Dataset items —
+ + + +

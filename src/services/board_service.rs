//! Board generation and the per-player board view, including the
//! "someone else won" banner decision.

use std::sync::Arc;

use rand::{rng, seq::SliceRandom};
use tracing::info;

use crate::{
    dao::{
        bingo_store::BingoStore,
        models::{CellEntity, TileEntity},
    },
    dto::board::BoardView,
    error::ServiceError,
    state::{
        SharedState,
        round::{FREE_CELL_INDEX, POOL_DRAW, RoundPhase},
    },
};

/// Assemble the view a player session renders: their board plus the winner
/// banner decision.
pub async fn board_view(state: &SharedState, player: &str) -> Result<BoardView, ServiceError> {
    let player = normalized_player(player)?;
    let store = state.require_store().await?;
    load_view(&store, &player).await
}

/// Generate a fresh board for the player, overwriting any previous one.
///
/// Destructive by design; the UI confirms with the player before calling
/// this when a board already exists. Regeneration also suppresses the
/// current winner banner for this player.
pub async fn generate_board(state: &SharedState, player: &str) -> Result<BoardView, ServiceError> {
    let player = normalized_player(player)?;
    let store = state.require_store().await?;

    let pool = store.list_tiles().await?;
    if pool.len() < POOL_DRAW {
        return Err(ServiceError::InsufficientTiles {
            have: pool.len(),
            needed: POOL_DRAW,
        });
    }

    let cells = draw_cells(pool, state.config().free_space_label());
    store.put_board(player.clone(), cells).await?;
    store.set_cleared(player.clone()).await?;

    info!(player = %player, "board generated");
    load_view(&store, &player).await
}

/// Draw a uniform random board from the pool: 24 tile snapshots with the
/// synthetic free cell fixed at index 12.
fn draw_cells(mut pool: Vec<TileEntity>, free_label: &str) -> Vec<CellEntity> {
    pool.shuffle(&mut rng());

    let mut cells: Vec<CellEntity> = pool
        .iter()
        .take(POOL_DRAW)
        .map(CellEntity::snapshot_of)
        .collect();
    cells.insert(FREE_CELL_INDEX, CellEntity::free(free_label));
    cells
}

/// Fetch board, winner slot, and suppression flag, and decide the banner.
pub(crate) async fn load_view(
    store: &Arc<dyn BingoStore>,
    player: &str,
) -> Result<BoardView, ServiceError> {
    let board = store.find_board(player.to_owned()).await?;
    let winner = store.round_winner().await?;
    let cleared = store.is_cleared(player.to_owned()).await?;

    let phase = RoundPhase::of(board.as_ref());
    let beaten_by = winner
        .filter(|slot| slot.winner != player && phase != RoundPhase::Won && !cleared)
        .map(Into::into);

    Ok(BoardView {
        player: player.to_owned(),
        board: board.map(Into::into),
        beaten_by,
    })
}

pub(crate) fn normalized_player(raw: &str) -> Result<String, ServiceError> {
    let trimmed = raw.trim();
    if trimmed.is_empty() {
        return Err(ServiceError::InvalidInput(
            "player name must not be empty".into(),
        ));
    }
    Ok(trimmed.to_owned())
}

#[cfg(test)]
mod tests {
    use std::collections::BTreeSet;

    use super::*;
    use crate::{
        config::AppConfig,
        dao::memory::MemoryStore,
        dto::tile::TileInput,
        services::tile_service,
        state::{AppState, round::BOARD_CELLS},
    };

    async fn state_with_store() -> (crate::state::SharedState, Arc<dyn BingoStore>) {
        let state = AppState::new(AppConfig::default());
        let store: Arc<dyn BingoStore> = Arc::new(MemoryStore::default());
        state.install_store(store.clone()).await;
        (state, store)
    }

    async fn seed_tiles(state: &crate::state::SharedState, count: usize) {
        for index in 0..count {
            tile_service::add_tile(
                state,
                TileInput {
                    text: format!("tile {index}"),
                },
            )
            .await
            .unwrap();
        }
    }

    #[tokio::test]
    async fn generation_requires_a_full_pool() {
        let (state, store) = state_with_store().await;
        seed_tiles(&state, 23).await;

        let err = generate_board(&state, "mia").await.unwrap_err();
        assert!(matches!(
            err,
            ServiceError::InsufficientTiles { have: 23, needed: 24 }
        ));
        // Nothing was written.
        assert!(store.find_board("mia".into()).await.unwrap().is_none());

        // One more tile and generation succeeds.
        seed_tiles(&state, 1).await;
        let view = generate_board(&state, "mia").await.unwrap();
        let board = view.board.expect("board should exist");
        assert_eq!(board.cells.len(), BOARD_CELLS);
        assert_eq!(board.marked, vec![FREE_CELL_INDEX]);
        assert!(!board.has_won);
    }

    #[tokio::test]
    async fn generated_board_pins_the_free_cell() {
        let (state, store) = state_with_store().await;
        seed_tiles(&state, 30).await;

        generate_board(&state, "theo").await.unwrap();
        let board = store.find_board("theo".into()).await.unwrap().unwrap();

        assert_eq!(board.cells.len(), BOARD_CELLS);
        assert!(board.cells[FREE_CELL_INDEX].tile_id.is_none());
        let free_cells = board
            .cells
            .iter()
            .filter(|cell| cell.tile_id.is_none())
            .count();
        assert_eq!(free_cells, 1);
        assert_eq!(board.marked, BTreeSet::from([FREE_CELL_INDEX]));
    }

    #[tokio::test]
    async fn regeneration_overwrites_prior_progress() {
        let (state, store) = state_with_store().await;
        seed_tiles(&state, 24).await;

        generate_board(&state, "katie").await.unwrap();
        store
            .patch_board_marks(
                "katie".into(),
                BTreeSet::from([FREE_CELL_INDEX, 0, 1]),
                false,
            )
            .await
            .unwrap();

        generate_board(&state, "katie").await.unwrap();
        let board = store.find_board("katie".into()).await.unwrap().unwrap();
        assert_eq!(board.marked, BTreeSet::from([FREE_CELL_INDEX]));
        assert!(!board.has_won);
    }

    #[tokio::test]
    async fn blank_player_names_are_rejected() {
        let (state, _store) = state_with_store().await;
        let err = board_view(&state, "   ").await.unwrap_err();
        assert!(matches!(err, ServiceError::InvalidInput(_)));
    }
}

+ + + +

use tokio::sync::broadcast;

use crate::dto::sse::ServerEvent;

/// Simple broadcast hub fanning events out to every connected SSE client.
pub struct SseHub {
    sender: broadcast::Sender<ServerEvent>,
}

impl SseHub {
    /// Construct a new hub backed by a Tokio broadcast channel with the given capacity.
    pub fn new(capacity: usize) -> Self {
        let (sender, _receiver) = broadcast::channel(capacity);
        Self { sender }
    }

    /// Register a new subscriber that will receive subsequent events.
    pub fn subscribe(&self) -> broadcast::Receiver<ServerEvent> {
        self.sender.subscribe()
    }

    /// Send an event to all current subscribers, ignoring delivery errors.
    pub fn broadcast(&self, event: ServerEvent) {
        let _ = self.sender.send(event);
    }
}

+ + + +

TASK INSTRUCTIONS — What do the lines above say from the one containing "filename src/services/board_service.rs" down to the one containing "pub async fn board_view(state: &SharedState, player: &str)"? Return them exactly, both end lines included, and only them.

OUTPUT OF THE EXERCISE —
filename src/services/board_service.rs
//! Board generation and the per-player board view, including the
//! "someone else won" banner decision.

use std::sync::Arc;

use rand::{rng, seq::SliceRandom};
use tracing::info;

use crate::{
    dao::{
        bingo_store::BingoStore,
        models::{CellEntity, TileEntity},
    },
    dto::board::BoardView,
    error::ServiceError,
    state::{
        SharedState,
        round::{FREE_CELL_INDEX, POOL_DRAW, RoundPhase},
    },
};

/// Assemble the view a player session renders: their board plus the winner
/// banner decision.
pub async fn board_view(state: &SharedState, player: &str) -> Result<BoardView, ServiceError> {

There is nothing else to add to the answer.